---------- Recipe via Meal-Master (tm) v8.05

     Title: PINEAPPLE UPSIDE-DOWN CAKES
Categories: Diabetic, Cakes
     Yield: 4 Servings

-----------------------------------SYRUP-----------------------------------
     1 cn 8 oz pineapple rings
     1 tb Unsweetened pineapple juice
          Concentrate, thawed
   1/2 ts Cornstarch
   1/4 ts Cinnamon
     2 tb Butter

------------------------------------CAKE------------------------------------
   1/4 c  Butter
     1 lg Egg
     1 ts Vanilla extract
   1/2 c  Unsweetened pineapple juice
     1 c  White flour
   1/2 ts Baking soda
   1/2 ts Baking powder

 To prepare syrup, drain juice from can of sliced pineapple into a small
 saucepan. Reserve the pineapple slices for use later. Add pineapple juice
 concentrate, spices, and cornstarch to saucepan. Mix well. While stirring
 constantly, bring to a boil over medium heat. Boil 1 minute. Remove from
 heat, stir in butter, and set aside.

 To prepare cake, beat together butter (or shortening) and egg until creamy.
 Add vanilla extract and pineapple juice; beat thoroughly. Measure in flour,
 baking soda and baking powder. Beat just until blended. Batter will be
 thick.
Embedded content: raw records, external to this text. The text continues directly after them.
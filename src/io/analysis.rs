//! AI analysis client (chat-completion style)
//!
//! The client talks to the location store's analysis proxy, which holds the
//! provider credential server-side. No secret is ever configured here.

use crate::domain::types::Coordinate;
use async_trait::async_trait;
use reqwest::Client;
use serde::{Deserialize, Serialize};
use std::time::Duration;
use tracing::debug;

#[derive(Debug, thiserror::Error)]
pub enum AnalysisError {
    #[error("analysis request failed: {0}")]
    Transport(#[from] reqwest::Error),

    #[error("analysis service returned status {0}")]
    Status(u16),

    #[error("analysis response contained no completion")]
    EmptyResponse,
}

/// Inputs to one analysis
#[derive(Debug, Clone, Copy, PartialEq)]
pub struct AnalysisRequest {
    pub user: Coordinate,
    pub friend: Coordinate,
    pub distance_m: f64,
}

impl AnalysisRequest {
    /// Natural-language prompt embedding both coordinates and the distance
    pub fn prompt(&self) -> String {
        format!(
            "Analyze the situation of two locations:\n\
             User location: latitude {}, longitude {}\n\
             Friend location: latitude {}, longitude {}\n\
             Distance: {:.2} meters\n\
             \n\
             Please analyze:\n\
             1. The likely type of environment at each location (e.g. residential area, commercial district, park)\n\
             2. What the other person might currently be doing\n\
             3. Practical suggestions based on the distance and locations\n\
             4. Any other relevant observations\n\
             \n\
             Return the result as HTML, using appropriate tags and formatting.",
            self.user.latitude,
            self.user.longitude,
            self.friend.latitude,
            self.friend.longitude,
            self.distance_m
        )
    }
}

#[derive(Debug, Clone, PartialEq, Serialize, Deserialize)]
pub struct ChatMessage {
    pub role: String,
    pub content: String,
}

#[derive(Debug, Clone, Serialize, Deserialize)]
pub struct ChatCompletionRequest {
    pub model: String,
    pub messages: Vec<ChatMessage>,
    pub temperature: f32,
}

#[derive(Debug, Deserialize)]
pub struct ChatCompletionResponse {
    #[serde(default)]
    pub choices: Vec<ChatChoice>,
}

#[derive(Debug, Deserialize)]
pub struct ChatChoice {
    pub message: ChatMessage,
}

impl ChatCompletionResponse {
    /// Text of the first completion
    pub fn into_first_content(self) -> Option<String> {
        self.choices.into_iter().next().map(|c| c.message.content)
    }
}

/// Produces situational analysis text for two positions
#[async_trait]
pub trait AnalysisService: Send + Sync {
    async fn analyze(&self, request: &AnalysisRequest) -> Result<String, AnalysisError>;
}

/// HTTP implementation of [`AnalysisService`]
pub struct HttpAnalysisClient {
    client: Client,
    endpoint: String,
    model: String,
    temperature: f32,
}

impl HttpAnalysisClient {
    pub fn new(
        endpoint: impl Into<String>,
        model: impl Into<String>,
        temperature: f32,
        timeout: Duration,
    ) -> Result<Self, AnalysisError> {
        let client = Client::builder().timeout(timeout).build()?;
        Ok(Self { client, endpoint: endpoint.into(), model: model.into(), temperature })
    }

    pub fn endpoint(&self) -> &str {
        &self.endpoint
    }

    fn build_body(&self, request: &AnalysisRequest) -> ChatCompletionRequest {
        ChatCompletionRequest {
            model: self.model.clone(),
            messages: vec![ChatMessage { role: "user".to_string(), content: request.prompt() }],
            temperature: self.temperature,
        }
    }
}

#[async_trait]
impl AnalysisService for HttpAnalysisClient {
    async fn analyze(&self, request: &AnalysisRequest) -> Result<String, AnalysisError> {
        let body = self.build_body(request);
        debug!(endpoint = %self.endpoint, model = %self.model, "analysis_request");

        let response = self.client.post(&self.endpoint).json(&body).send().await?;

        let status = response.status();
        if !status.is_success() {
            return Err(AnalysisError::Status(status.as_u16()));
        }

        let completion: ChatCompletionResponse = response.json().await?;
        completion.into_first_content().ok_or(AnalysisError::EmptyResponse)
    }
}
//! Infrastructure - configuration, metrics and logging
//!
//! - `config` - Application configuration (TOML loading, defaults)
//! - `metrics` - Lock-free counters for client and store
//! - `logging` - tracing subscriber setup

pub mod config;
pub mod logging;
pub mod metrics;

pub use config::Config;
pub use metrics::{SessionMetrics, StoreMetrics};
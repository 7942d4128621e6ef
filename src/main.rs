//! Location sharing client
//!
//! `share` publishes our position to the location store, follows the
//! counterpart and prints one JSON event per line for a renderer.
//! `check` runs the store connectivity self-test.
//!
//! Module structure:
//! - `domain/` - Coordinates, session events
//! - `io/` - Store and analysis clients, position sources, store service
//! - `services/` - Movement gate, throttle, orchestrator, self-test
//! - `infra/` - Config, logging, metrics

use clap::{Parser, Subcommand};
use location_share::domain::events::SessionEvent;
use location_share::infra::{logging, Config, SessionMetrics};
use location_share::io::{
    HttpAnalysisClient, HttpLocationStore, PositionSource, ReplaySource, StdinSource,
};
use location_share::services::{run_self_test, Orchestrator, SessionSettings};
use std::io::Write;
use std::sync::Arc;
use std::time::Duration;
use tokio::sync::{mpsc, watch};
use tracing::{error, info};

/// Share your position with a friend
#[derive(Parser, Debug)]
#[command(name = "location-share", version, about)]
struct Args {
    /// Path to TOML configuration file (falls back to $CONFIG_FILE, then config/dev.toml)
    #[arg(short, long)]
    config: Option<String>,

    /// Emit logs as JSON lines
    #[arg(long)]
    json_logs: bool,

    #[command(subcommand)]
    command: Command,
}

#[derive(Subcommand, Debug)]
enum Command {
    /// Start sharing and stream events to stdout until Ctrl-C or the source ends
    Share {
        /// Our user id (overrides config)
        #[arg(short, long)]
        user: Option<String>,

        /// Counterpart user id (overrides config)
        #[arg(short, long)]
        friend: Option<String>,

        /// Replay fixes from a file instead of reading stdin
        #[arg(long)]
        replay: Option<String>,
    },
    /// Push a test position and list the store contents
    Check,
}

#[tokio::main]
async fn main() -> anyhow::Result<()> {
    let args = Args::parse();
    logging::init(args.json_logs);

    info!(version = env!("CARGO_PKG_VERSION"), git = env!("GIT_HASH"), "location_share_starting");

    let config_path = Config::resolve_config_path(args.config.as_deref());
    let config = Config::load_from_path(&config_path);

    info!(
        config_file = %config.config_file(),
        store_url = %config.store_base_url(),
        analysis_endpoint = %config.analysis_endpoint(),
        movement_threshold_m = %config.movement_threshold_m(),
        analysis_interval_ms = %config.analysis_min_interval().as_millis(),
        "config_loaded"
    );

    let store = Arc::new(HttpLocationStore::new(config.store_base_url(), config.store_timeout())?);

    match args.command {
        Command::Check => {
            let report = run_self_test(store.as_ref()).await;
            for step in &report.steps {
                let status = if step.ok { "ok" } else { "FAILED" };
                println!("{:<16} {:<6} {:>6} ms  {}", step.name, status, step.elapsed.as_millis(), step.detail);
            }
            if !report.passed() {
                error!("self_test_failed");
                std::process::exit(1);
            }
            info!("self_test_passed");
            Ok(())
        }
        Command::Share { user, friend, replay } => {
            let user = user.or_else(|| config.user_id().map(str::to_string)).unwrap_or_default();
            let friend =
                friend.or_else(|| config.friend_id().map(str::to_string)).unwrap_or_default();
            share(&config, store, &user, &friend, replay).await
        }
    }
}

async fn share(
    config: &Config,
    store: Arc<HttpLocationStore>,
    user: &str,
    friend: &str,
    replay: Option<String>,
) -> anyhow::Result<()> {
    let analysis = Arc::new(HttpAnalysisClient::new(
        config.analysis_endpoint(),
        config.analysis_model(),
        config.analysis_temperature(),
        config.analysis_timeout(),
    )?);

    let source: Arc<dyn PositionSource> =
        match replay.as_deref().or(config.replay_file()) {
            Some(path) => {
                info!(path = %path, interval_ms = %config.replay_interval().as_millis(), "position_source_replay");
                Arc::new(ReplaySource::new(path, config.replay_interval()))
            }
            None => {
                info!("position_source_stdin");
                Arc::new(StdinSource)
            }
        };

    let metrics = Arc::new(SessionMetrics::new());
    let mut orchestrator = Orchestrator::new(
        SessionSettings::from_config(config),
        store,
        analysis,
        source,
        metrics.clone(),
    );

    if let Err(e) = orchestrator.start(user, friend).await {
        error!(error = %e, "sharing_start_failed");
        eprintln!("error: {e}");
        std::process::exit(2);
    }

    // Create shutdown signal
    let (shutdown_tx, shutdown_rx) = watch::channel(false);
    tokio::spawn(async move {
        if tokio::signal::ctrl_c().await.is_ok() {
            info!("ctrl_c_received");
            let _ = shutdown_tx.send(true);
        }
    });

    // Renderer feed: one JSON object per line on stdout
    let (event_tx, mut event_rx) = mpsc::channel::<SessionEvent>(256);
    let printer = tokio::spawn(async move {
        let stdout = std::io::stdout();
        while let Some(event) = event_rx.recv().await {
            let mut out = stdout.lock();
            let _ = writeln!(out, "{}", event.to_json());
            let _ = out.flush();
        }
    });

    let metrics_interval = config.metrics_interval_secs();
    if metrics_interval > 0 {
        let metrics = metrics.clone();
        tokio::spawn(async move {
            let mut interval = tokio::time::interval(Duration::from_secs(metrics_interval));
            interval.tick().await;
            loop {
                interval.tick().await;
                metrics.report().log();
            }
        });
    }

    orchestrator.run(event_tx, shutdown_rx).await;
    let _ = printer.await;

    info!("location_share_stopped");
    Ok(())
}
Set aside.

 Lightly butter 4 glass pyrex baking dishes approximately 4" in diameter.
 Spoon 1 tablespoon of syrup and place 1 ring of sliced pineapple into each
 dish. Top with batter, dividing it evenly in dishes. Spread to snooth. Bake
 in a preheated oven at 325 degrees for 25-30 minutes or until lightly
 browned. Remove from the oven. With a sharp knife loosen cake from baking
 dishes. Allow to cool 10 minutes, and turn out upside-down onto individual
 dessert saucers. Serve immediately.